Shorter descriptions cost fewer tokens and are easier for agents to parse. Every sentence should earn its place.

Completeness2/5

Given the tool's complexity, does the description cover enough for an agent to succeed on first attempt?

Given the tool's moderate complexity (2 parameters, no output schema, no annotations), the description is incomplete. It lacks details on parameter usage, output format, behavioral traits, and differentiation from siblings, making it inadequate for an AI agent to reliably invoke the tool without additional context or assumptions.

Complex tools with many parameters or behaviors need more documentation. Simple tools need less. This dimension scales expectations accordingly.

Parameters2/5

Does the description clarify parameter syntax, constraints, interactions, or defaults beyond what the schema provides?

With 0% schema description coverage for the two parameters (repo_path and max_count), the description adds no meaning beyond what the schema provides. It doesn't explain what repo_path expects (e.g., local path, URL), what max_count defaults to or its range, or how they affect the output, failing to compensate for the schema's lack of descriptions.

Input schemas describe structure but not intent. Descriptions should explain non-obvious parameter relationships and valid value ranges.

Purpose3/5

Does the description clearly state what the tool does and how it differs from similar tools?
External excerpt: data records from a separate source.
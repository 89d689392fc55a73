//! Configuration management for bollworm.
//!
//! This module provides configuration loading and validation using figment,
//! supporting TOML config files, environment variables, and defaults.

use std::path::PathBuf;

use figment::{
    providers::{Env, Format, Serialized, Toml},
    Figment,
};
use serde::{Deserialize, Serialize};

use crate::error::{Error, Result};

/// Default configuration file name.
const CONFIG_FILE_NAME: &str = "config.toml";

/// Default data directory name.
const DATA_DIR_NAME: &str = "bollworm";

/// Default database file name.
const DATABASE_FILE_NAME: &str = "records.db";

/// Prefix for environment overrides, e.g. `BOLLWORM_LISTING__DEFAULT_LIMIT`.
const ENV_PREFIX: &str = "BOLLWORM_";

/// Application configuration.
///
/// Configuration is loaded from (in order of precedence, highest first):
/// 1. Environment variables (prefixed with `BOLLWORM_`, sections split on `__`)
/// 2. TOML config file at `~/.config/bollworm/config.toml`
/// 3. Default values
#[derive(Debug, Clone, Default, PartialEq, Serialize, Deserialize)]
#[serde(default)]
pub struct Config {
    /// Storage configuration.
    pub storage: StorageConfig,
    /// Listing configuration.
    pub listing: ListingConfig,
}

/// Storage-related configuration.
#[derive(Debug, Clone, Default, PartialEq, Serialize, Deserialize)]
#[serde(default)]
pub struct StorageConfig {
    /// Path to the database file.
    /// Defaults to `~/.local/share/bollworm/records.db`
    pub database_path: Option<PathBuf>,
}

/// How records are listed when the command line doesn't say otherwise.
#[derive(Debug, Clone, PartialEq, Serialize, Deserialize)]
#[serde(default)]
pub struct ListingConfig {
    /// Number of records `list` shows.
    pub default_limit: usize,
    /// Output format: `plain`, `table` or `json`.
    pub default_format: String,
}

/// Output formats accepted in `listing.default_format`.
pub const OUTPUT_FORMATS: &[&str] = &["plain", "table", "json"];

impl Default for ListingConfig {
    fn default() -> Self {
        Self {
            default_limit: 20,
            default_format: "table".to_string(),
        }
    }
}

impl Config {
    /// Load configuration from all sources.
    ///
    /// # Errors
    ///
    /// Returns an error if configuration loading or parsing fails.
    pub fn load() -> Result<Self> {
        Self::load_from(None)
    }

    /// Load configuration with an optional custom config path.
    ///
    /// # Errors
    ///
    /// Returns an error if configuration loading or parsing fails.
    pub fn load_from(config_path: Option<PathBuf>) -> Result<Self> {
        let config_file = config_path.unwrap_or_else(Self::default_config_path);

        let figment = Figment::new()
            .merge(Serialized::defaults(Config::default()))
            .merge(Toml::file(&config_file))
            .merge(Env::prefixed(ENV_PREFIX).split("__"));

        let config: Config = figment.extract()?;
        config.validate()?;
        Ok(config)
    }

    /// Get the default configuration file path.
    #[must_use]
    pub fn default_config_path() -> PathBuf {
        dirs::config_dir()
            .unwrap_or_else(|| PathBuf::from(".config"))
            .join(DATA_DIR_NAME)
            .join(CONFIG_FILE_NAME)
    }

    /// Get the default data directory path.
    #[must_use]
    pub fn default_data_dir() -> PathBuf {
        dirs::data_local_dir()
            .unwrap_or_else(|| PathBuf::from(".local/share"))
            .join(DATA_DIR_NAME)
    }

    /// Validate the configuration.
    ///
    /// # Errors
    ///
    /// Returns an error if any configuration values are invalid.
    pub fn validate(&self) -> Result<()> {
        if self.listing.default_limit == 0 {
            return Err(Error::ConfigValidation {
                message: "default_limit must be greater than 0".to_string(),
            });
        }

        if !OUTPUT_FORMATS.contains(&self.listing.default_format.as_str()) {
            return Err(Error::ConfigValidation {
                message: format!(
                    "default_format must be one of {}, got '{}'",
                    OUTPUT_FORMATS.join(", "),
                    self.listing.default_format
                ),
            });
        }

        if let Some(path) = &self.storage.database_path {
            if path.as_os_str().is_empty() {
                return Err(Error::ConfigValidation {
                    message: "database_path must not be empty".to_string(),
                });
            }
        }

        Ok(())
    }

    /// Get the database path, resolving defaults if not set.
    #[must_use]
    pub fn database_path(&self) -> PathBuf {
        self.storage
            .database_path
            .clone()
            .unwrap_or_else(|| Self::default_data_dir().join(DATABASE_FILE_NAME))
    }
}
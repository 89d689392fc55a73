//! Rendering of records and statistics for the terminal.

use std::fmt::Write as _;

use crate::error::Result;
use crate::estimator::format_loss;
use crate::record::Record;
use crate::storage::StorageStats;

use super::OutputFormat;

const TABLE_HEADER: &str = "   ID  DATE        1ST GEN   2ND GEN  LOSS (%)";

/// Render a list of records.
///
/// # Errors
///
/// Returns an error if JSON serialization fails.
pub fn render_records(records: &[Record], format: OutputFormat) -> Result<String> {
    match format {
        OutputFormat::Json => Ok(serde_json::to_string_pretty(records)?),
        OutputFormat::Plain => Ok(records
            .iter()
            .map(plain_line)
            .collect::<Vec<_>>()
            .join("\n")),
        OutputFormat::Table => {
            let mut out = String::from(TABLE_HEADER);
            for record in records {
                let _ = write!(
                    out,
                    "\n{:>5}  {}  {:>8}  {:>8}  {}",
                    record.id,
                    record.recorded_date,
                    record.first_gen_count,
                    record.second_gen_count,
                    record.loss_display(),
                );
            }
            let _ = write!(out, "\n({} records)", records.len());
            Ok(out)
        }
    }
}

/// Render a single record.
///
/// # Errors
///
/// Returns an error if JSON serialization fails.
pub fn render_record(record: &Record, format: OutputFormat) -> Result<String> {
    match format {
        OutputFormat::Json => Ok(serde_json::to_string_pretty(record)?),
        OutputFormat::Plain => Ok(plain_line(record)),
        OutputFormat::Table => {
            let mut out = String::new();
            let _ = writeln!(out, "Record {}", record.id);
            let _ = writeln!(out, "  Date:               {}", record.recorded_date);
            let _ = writeln!(out, "  First generation:   {}", record.first_gen_count);
            let _ = writeln!(out, "  Second generation:  {}", record.second_gen_count);
            let _ = writeln!(out, "  Estimated loss (%): {}", record.loss_display());
            let _ = writeln!(out, "  Created:            {}", record.created_at.to_rfc3339());
            let _ = write!(out, "  Updated:            {}", record.updated_at.to_rfc3339());
            Ok(out)
        }
    }
}

/// Render storage statistics as human-readable text.
#[must_use]
pub fn render_stats(stats: &StorageStats) -> String {
    let or_dash = |value: Option<String>| value.unwrap_or_else(|| "-".to_string());

    let mut out = String::new();
    let _ = writeln!(out, "Records:        {}", stats.total_records);
    let _ = writeln!(out, "Mean loss (%):  {}", or_dash(stats.mean_loss.map(format_loss)));
    let _ = writeln!(out, "Max loss (%):   {}", or_dash(stats.max_loss.map(format_loss)));
    let _ = writeln!(
        out,
        "Earliest date:  {}",
        or_dash(stats.earliest_date.map(|d| d.to_string()))
    );
    let _ = writeln!(
        out,
        "Latest date:    {}",
        or_dash(stats.latest_date.map(|d| d.to_string()))
    );
    let _ = writeln!(out, "Database size:  {} bytes", stats.db_size_bytes);
    let _ = write!(out, "Schema version: {}", stats.schema_version);
    out
}

fn plain_line(record: &Record) -> String {
    format!(
        "#{} {} first={} second={} loss={}",
        record.id,
        record.recorded_date,
        record.first_gen_count,
        record.second_gen_count,
        record.loss_display()
    )
}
The description 'Shows the commit logs' clearly states the verb ('shows') and resource ('commit logs'), making the basic purpose understandable. However, it doesn't differentiate from sibling tools like git_show or git_status, which might also display commit-related information, leaving some ambiguity about its specific scope.

Agents choose between tools based on descriptions. A clear purpose with a specific verb and resource helps agents select the right tool.

Usage Guidelines2/5

Does the description explain when to use this tool, when not to, or what alternatives exist?

The description provides no guidance on when to use this tool versus alternatives. With siblings like git_show (which might show specific commits) and git_status (which shows working tree status), there's no indication of when git_log is preferred, leaving usage context entirely implicit.

Agents often have multiple tools that could apply. Explicit usage guidance like "use X instead of Y when Z" prevents misuse.